The FY 2011 budget, which includes both operational and capital expenses, allocates $13.1 million for sewer-related projects next year. A key project is a new pump station to replace the aging
Camelot Wastewater Treatment Plant
in northern Albemarle County. Debt for that project will be repaid with the proceeds of a special rate district.
While most of the new spending in the budget is related to building and maintaining infrastructure, the Board of Directors was mostly concerned with finding ways to reduce the authority’s operational costs. The operational budget is proposed to increase by 3%.
“The [Albemarle County] Board of Supervisors is making drastic cuts and they’re not increasing [their] tax rate,” said ACSA Board member John Martin. “It seems to me that we’re obligated to do the same thing.”
As examples, Martin pointed to a request for two new positions in the ACSA’s information technology section. He also said the authority should reduce its budget by only covering training required for employees that need to be certified to operate equipment. Martin also suggested following the county’s example by freezing existing positions if staff determines the new positions are necessary.
“We’re part of government and it seems to me we need to discuss whether or not we’re going to conform our budget policy-wise to what the county’s doing,” Martin said.
Other members of the board agreed with Martin that the operational budget needed to be re-examined.
“I would be hard pressed to vote for a budget that exceeds this year’s budget,” said Richard Carter. “However you cut it, I don’t know.”
The developers who will be asked to provide more of the revenues currently pay four separate fees to connect to the system. Water connection fees will increase by 8%, and sewer fees will increase by 3%.
When all four fees are added up, the cost of connecting a typical new home to the system will increase from a current total of $10,040 to $10,505. The budget projects collecting $2.3 million from fees in the coming year, based on an estimate that 206 new “equivalent residential connections” will be made.
Last year, the ACSA raised water connection fees by 58% and sewer connection fees by 30%.

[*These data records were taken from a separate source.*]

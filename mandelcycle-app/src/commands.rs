use std::io::Write;
use std::path::Path;
use std::str::FromStr;

use tracing::{debug, info};

use mandelcycle_render::Channel;

use crate::app::Explorer;
use crate::ascii;
use crate::display_color::ChannelSettings;
use crate::error::{AppError, Result};
use crate::navigation::PanDirection;
use crate::preferences::AppPreferences;

/// Cells per terminal row in `show` when no step is given: the grid is
/// sampled down to roughly this width.
const SHOW_WIDTH: u32 = 80;
const STRIP_PER_LINE: usize = 8;

pub(crate) const HELP: &str = "\
Commands:
  in                              zoom in around the center
  out                             zoom out around the center
  pan <dir>                       up, down, left, right, up-left, up-right, down-left, down-right
  click <x> <y>                   zoom in around a pixel
  back                            return to the previous view
  hue|sat|bri <min> <max> <delta> [start]
                                  change one color channel and recolor
  show [step]                     print the current view as text
  paint [step]                    print the current view in color (truecolor terminal)
  status                          print the current label and history depth
  strip                           print the color table
  save                            store the current colors in preferences
  help                            print this help
  quit                            exit";

/// One parsed line of input.
#[derive(Debug, Clone, PartialEq)]
pub(crate) enum Command {
    ZoomIn,
    ZoomOut,
    Pan(PanDirection),
    Click { x: u32, y: u32 },
    Back,
    Recolor {
        channel: Channel,
        settings: ChannelSettings,
    },
    Show { step: Option<u32> },
    Paint { step: Option<u32> },
    Status,
    Strip,
    Save,
    Help,
    Quit,
}

/// Whether the read loop keeps going.
#[derive(Debug, Clone, Copy, PartialEq, Eq)]
pub(crate) enum Flow {
    Continue,
    Quit,
}

fn parse_arg<T: FromStr>(arg: Option<&str>, what: &str) -> Result<T> {
    let raw = arg.ok_or_else(|| AppError::Command(format!("missing {what}")))?;
    raw.parse()
        .map_err(|_| AppError::Command(format!("invalid {what} '{raw}'")))
}

fn parse_channel(name: &str) -> Option<Channel> {
    match name {
        "hue" | "h" => Some(Channel::Hue),
        "sat" | "saturation" | "s" => Some(Channel::Saturation),
        "bri" | "brightness" | "v" => Some(Channel::Brightness),
        _ => None,
    }
}

impl FromStr for Command {
    type Err = AppError;

    fn from_str(line: &str) -> Result<Self> {
        let mut words = line.split_whitespace();
        let head = words
            .next()
            .ok_or_else(|| AppError::Command("empty input".into()))?
            .to_ascii_lowercase();

        let command = match head.as_str() {
            "in" | "+" => Command::ZoomIn,
            "out" | "-" => Command::ZoomOut,
            "pan" => Command::Pan(parse_arg(words.next(), "direction")?),
            "click" => Command::Click {
                x: parse_arg(words.next(), "x")?,
                y: parse_arg(words.next(), "y")?,
            },
            "back" | "b" => Command::Back,
            "show" => Command::Show {
                step: words.next().map(|w| parse_arg(Some(w), "step")).transpose()?,
            },
            "paint" => Command::Paint {
                step: words.next().map(|w| parse_arg(Some(w), "step")).transpose()?,
            },
            "status" => Command::Status,
            "strip" => Command::Strip,
            "save" => Command::Save,
            "help" | "?" => Command::Help,
            "quit" | "exit" | "q" => Command::Quit,
            other => match parse_channel(other) {
                Some(channel) => {
                    let min = parse_arg(words.next(), "min")?;
                    let max = parse_arg(words.next(), "max")?;
                    let delta = parse_arg(words.next(), "delta")?;
                    let start = words.next().map(|w| parse_arg(Some(w), "start")).transpose()?;
                    Command::Recolor {
                        channel,
                        settings: ChannelSettings {
                            start,
                            min,
                            max,
                            delta,
                        },
                    }
                }
                None => return Err(AppError::Command(format!("unknown command '{other}'"))),
            },
        };

        if let Some(extra) = words.next() {
            return Err(AppError::Command(format!("unexpected argument '{extra}'")));
        }
        Ok(command)
    }
}

/// Sampling step that fits a `size`-wide grid into [`SHOW_WIDTH`] columns.
fn default_step(size: u32) -> u32 {
    size.div_ceil(SHOW_WIDTH).max(1)
}

/// Run one command against the session, writing any output to `out`.
///
/// Navigation blocks until the new frame is computed, so the prompt only
/// comes back once the view has changed (or failed to). `save` writes the
/// current colors into the preferences file at `prefs_path`.
pub(crate) fn execute<W: Write>(
    explorer: &mut Explorer,
    command: Command,
    prefs_path: &Path,
    out: &mut W,
) -> Result<Flow> {
    debug!(?command, "Executing");
    match command {
        Command::ZoomIn => {
            explorer.navigate_and_wait(Explorer::zoom_in)?;
            writeln!(out, "{}", explorer.status())?;
        }
        Command::ZoomOut => {
            explorer.navigate_and_wait(Explorer::zoom_out)?;
            writeln!(out, "{}", explorer.status())?;
        }
        Command::Pan(direction) => {
            explorer.navigate_and_wait(|e| e.pan(direction))?;
            writeln!(out, "{}", explorer.status())?;
        }
        Command::Click { x, y } => {
            explorer.navigate_and_wait(|e| e.click(x, y))?;
            writeln!(out, "{}", explorer.status())?;
        }
        Command::Back => {
            if explorer.back()? {
                writeln!(out, "{}", explorer.status())?;
            } else {
                writeln!(out, "Already at the first view")?;
            }
        }
        Command::Recolor { channel, settings } => {
            let mut colors = *explorer.colors();
            *colors.channel_mut(channel) = settings;
            explorer.recolor(colors);
            let applied = explorer.colors().channel(channel);
            writeln!(
                out,
                "{}: min {} max {} delta {}",
                channel.label(),
                applied.min,
                applied.max,
                applied.delta
            )?;
        }
        Command::Show { step } => {
            let grid = &explorer.current().grid;
            let step = step.unwrap_or_else(|| default_step(grid.size()));
            out.write_all(ascii::render(grid, step).as_bytes())?;
        }
        Command::Paint { step } => {
            let buffer = explorer.paint();
            let step = step.unwrap_or_else(|| default_step(buffer.width));
            out.write_all(ascii::truecolor(&buffer, step).as_bytes())?;
        }
        Command::Status => writeln!(out, "{}", explorer.status())?,
        Command::Strip => {
            out.write_all(ascii::strip(explorer.table(), STRIP_PER_LINE).as_bytes())?;
        }
        Command::Save => {
            AppPreferences::save_colors_to(prefs_path, *explorer.colors()).map_err(|source| {
                AppError::Preferences {
                    path: prefs_path.to_path_buf(),
                    source,
                }
            })?;
            info!(path = %prefs_path.display(), "Color settings saved");
            writeln!(out, "Saved")?;
        }
        Command::Help => writeln!(out, "{HELP}")?,
        Command::Quit => return Ok(Flow::Quit),
    }
    Ok(Flow::Continue)
}

#[cfg(test)]
mod tests {
    use super::*;
    use crate::app::tests::small_prefs;
    use std::fs;
    use std::path::PathBuf;

    fn scratch_path(name: &str) -> PathBuf {
        std::env::temp_dir()
            .join(format!("mandelcycle-cmd-{}-{name}", std::process::id()))
            .join("preferences.json")
    }

    fn run_with(explorer: &mut Explorer, line: &str, prefs_path: &Path) -> Result<(Flow, String)> {
        let mut out = Vec::new();
        let flow = execute(explorer, line.parse()?, prefs_path, &mut out)?;
        Ok((flow, String::from_utf8(out).unwrap()))
    }

    fn run(explorer: &mut Explorer, line: &str) -> (Flow, String) {
        run_with(explorer, line, &scratch_path("unused")).unwrap()
    }

    #[test]
    fn parses_navigation() {
        assert_eq!("in".parse::<Command>().unwrap(), Command::ZoomIn);
        assert_eq!(
            "pan Down-Left".parse::<Command>().unwrap(),
            Command::Pan(PanDirection::DownLeft)
        );
        assert_eq!(
            "click 3 7".parse::<Command>().unwrap(),
            Command::Click { x: 3, y: 7 }
        );
        assert_eq!(
            "show".parse::<Command>().unwrap(),
            Command::Show { step: None }
        );
    }

    #[test]
    fn parses_recolor() {
        let cmd: Command = "sat 10 90 2.5 40".parse().unwrap();
        assert_eq!(
            cmd,
            Command::Recolor {
                channel: Channel::Saturation,
                settings: ChannelSettings {
                    start: Some(40.0),
                    min: 10.0,
                    max: 90.0,
                    delta: 2.5,
                },
            }
        );
    }

    #[test]
    fn rejects_bad_input() {
        for line in ["", "fly", "click 3", "click a b", "hue 1 2", "in now", "pan north"] {
            assert!(
                matches!(line.parse::<Command>(), Err(AppError::Command(_))),
                "{line:?} should not parse"
            );
        }
    }

    #[test]
    fn zoom_and_back_report_status() {
        let mut explorer = Explorer::new(&small_prefs()).unwrap();
        let (flow, text) = run(&mut explorer, "in");
        assert_eq!(flow, Flow::Continue);
        assert!(text.starts_with("Center: (0, 0) width/height: 1"));

        let (_, text) = run(&mut explorer, "back");
        assert!(text.contains("width/height: 4"));

        let (_, text) = run(&mut explorer, "back");
        assert_eq!(text, "Already at the first view\n");
    }

    #[test]
    fn recolor_reports_clamped_values() {
        let mut explorer = Explorer::new(&small_prefs()).unwrap();
        let (_, text) = run(&mut explorer, "hue 0 9999 1");
        assert_eq!(text, "Hue: min 0 max 720 delta 1\n");
    }

    #[test]
    fn show_prints_grid() {
        let mut explorer = Explorer::new(&small_prefs()).unwrap();
        let (_, text) = run(&mut explorer, "show 4");
        assert_eq!(text.lines().count(), 10);
    }

    #[test]
    fn paint_goes_through_color_table() {
        let mut explorer = Explorer::new(&small_prefs()).unwrap();
        let (_, text) = run(&mut explorer, "paint 4");
        assert_eq!(text.lines().count(), 10);
        // Top-left cell has count 0 and paints white.
        assert!(text.starts_with("\x1b[48;2;255;255;255m"));

        run(&mut explorer, "bri 0 0 0");
        let (_, dark) = run(&mut explorer, "paint 4");
        assert_ne!(text, dark);
        assert!(dark.starts_with("\x1b[48;2;255;255;255m"));
    }

    #[test]
    fn save_writes_only_colors() {
        let path = scratch_path("save");
        let stored = AppPreferences {
            workers: 3,
            ..AppPreferences::default()
        };
        stored.save_to(&path).unwrap();

        // The session runs with an overridden worker count.
        let mut session = small_prefs();
        session.workers = 2;
        let mut explorer = Explorer::new(&session).unwrap();
        run_with(&mut explorer, "hue 10 200 2", &path).unwrap();
        let (_, text) = run_with(&mut explorer, "save", &path).unwrap();
        assert_eq!(text, "Saved\n");

        let reloaded = AppPreferences::load_from(&path);
        assert_eq!(reloaded.workers, 3);
        assert_eq!(reloaded.size_in_pixels, stored.size_in_pixels);
        assert_eq!(reloaded.color, *explorer.colors());
        let _ = fs::remove_dir_all(path.parent().unwrap());
    }

    #[test]
    fn failed_save_is_reported() {
        let blocker = scratch_path("blocked").parent().unwrap().to_path_buf();
        fs::write(&blocker, "not a directory").unwrap();
        let path = blocker.join("preferences.json");

        let mut explorer = Explorer::new(&small_prefs()).unwrap();
        let err = run_with(&mut explorer, "save", &path).unwrap_err();
        assert!(matches!(err, AppError::Preferences { .. }));
        let _ = fs::remove_file(&blocker);
    }

    #[test]
    fn quit_stops_loop() {
        let mut explorer = Explorer::new(&small_prefs()).unwrap();
        assert_eq!(run(&mut explorer, "quit").0, Flow::Quit);
    }
}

Neil Williamson of the Free Enterprise Forum, a local business advocacy group, said he was glad to see smaller increases, but said the fees could be a challenge for some home builders.
“The development community continues to be challenged by increases in monopolies such as the ACSA,” Williamson said.
A full presentation of the FY 2011 budget will be given by staff to the Board during a work session on April 1. A public hearing will be held at the Board’s regular meeting on April 15.